Отец Петр был в кепке, в бушлате. Ватные его брюки заправлены в кирзовые старенькие сапоги. Волосы были острижены коротко - для лица духовного звания гораздо короче, чем волосы стиляг пятидесятых годов. Отец Петр расстегнул бушлат и телогрейку - стала видна голубая косоворотка и большой наперсный крест. Это был не простой крест, а распятие - только самодельное, выточенное умелой рукой, но без необходимых инструментов.

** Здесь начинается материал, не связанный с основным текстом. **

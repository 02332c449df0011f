use std::sync::Arc;

use chrono::{DateTime, Utc};
use serde::{Deserialize, Serialize};
use thiserror::Error;

use lakegate_core::{ObjectKey, OffsetToken, VersionId};

/// One immutable version of a stored object.
#[derive(Debug, Clone, PartialEq, Eq, Serialize, Deserialize)]
pub struct ObjectVersion {
    pub key: ObjectKey,
    pub version_id: VersionId,
    pub last_modified: DateTime<Utc>,
}

impl ObjectVersion {
    /// The offset token this version occupies in its stream.
    pub fn offset(&self) -> OffsetToken {
        OffsetToken::new(self.last_modified, self.key.clone(), self.version_id.clone())
    }
}

/// A fetched object body with its authoritative version metadata.
#[derive(Debug, Clone, PartialEq, Eq)]
pub struct FetchedObject {
    pub version: ObjectVersion,
    pub body: Vec<u8>,
}

/// One page of a version listing, in stream order (oldest first).
#[derive(Debug, Clone, PartialEq, Eq)]
pub struct VersionPage {
    pub versions: Vec<ObjectVersion>,
    /// Present when more pages follow; pass back to continue the scan.
    pub next: Option<OffsetToken>,
}

/// Object store operation error.
#[derive(Debug, Error)]
pub enum ObjectStoreError {
    #[error("object not found: {key} (version {version_id:?})")]
    NotFound {
        key: ObjectKey,
        version_id: Option<VersionId>,
    },

    #[error("object store request failed: {0}")]
    Transient(String),
}

/// Versioned object store with paginated listing and prefix filters.
///
/// Listing order is the store's own version ordering (token order
/// `(last_modified, key, version_id)`), so a scan resumed from a token never
/// revisits or skips a version.
pub trait ObjectStore: Send + Sync {
    /// List object versions under a prefix, strictly after `after`, up to
    /// `limit` entries.
    fn list_versions(
        &self,
        prefix: &str,
        after: Option<&OffsetToken>,
        limit: usize,
    ) -> Result<VersionPage, ObjectStoreError>;

    /// Fetch the current version of an object.
    fn get_latest(&self, key: &ObjectKey) -> Result<FetchedObject, ObjectStoreError>;

    /// Fetch one specific version of an object, even if newer versions exist.
    fn get_version(
        &self,
        key: &ObjectKey,
        version_id: &VersionId,
    ) -> Result<FetchedObject, ObjectStoreError>;
}

impl<S> ObjectStore for Arc<S>
where
    S: ObjectStore + ?Sized,
{
    fn list_versions(
        &self,
        prefix: &str,
        after: Option<&OffsetToken>,
        limit: usize,
    ) -> Result<VersionPage, ObjectStoreError> {
        (**self).list_versions(prefix, after, limit)
    }

    fn get_latest(&self, key: &ObjectKey) -> Result<FetchedObject, ObjectStoreError> {
        (**self).get_latest(key)
    }

    fn get_version(
        &self,
        key: &ObjectKey,
        version_id: &VersionId,
    ) -> Result<FetchedObject, ObjectStoreError> {
        (**self).get_version(key, version_id)
    }
}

Отец Петр исповедал тетю Полю и ушел. Он долго стоял на шоссе, поднимая руки, когда приближались грузовики. Две машины прошли не останавливаясь. Тогда отец Петр вынул из-за пазухи готовую, свернутую папиросу, поднял ее над головой, и первая же машина затормозила, шофер гостеприимно открыл дверцу кабины.

Тетя Поля умерла, и похоронили ее на больничном кладбище. Это было большое кладбище под горой (вместо "умереть" больные говорили "попасть под сопку") с братскими могилами "А", "Б", "В" и "Г", несколькими хордообразными линиями могил-одиночек. Ни начальника, ни его супруги, ни отца Петра не было на похоронах тети Поли. Обряд похорон был обычным: нарядчик навязал на левую голень тети Поли деревянную бирку с номером. Это был номер личного дела. По инструкции номер должен быть написан простым черным карандашом, а отнюдь не химическим, как и на лесных топографических реперах-затесах.

Привычные могильщики-санитары закидали камнями сухонькое тело тети Поли. Нарядчик укрепил в камнях палочку - опять с тем же номером личного дела.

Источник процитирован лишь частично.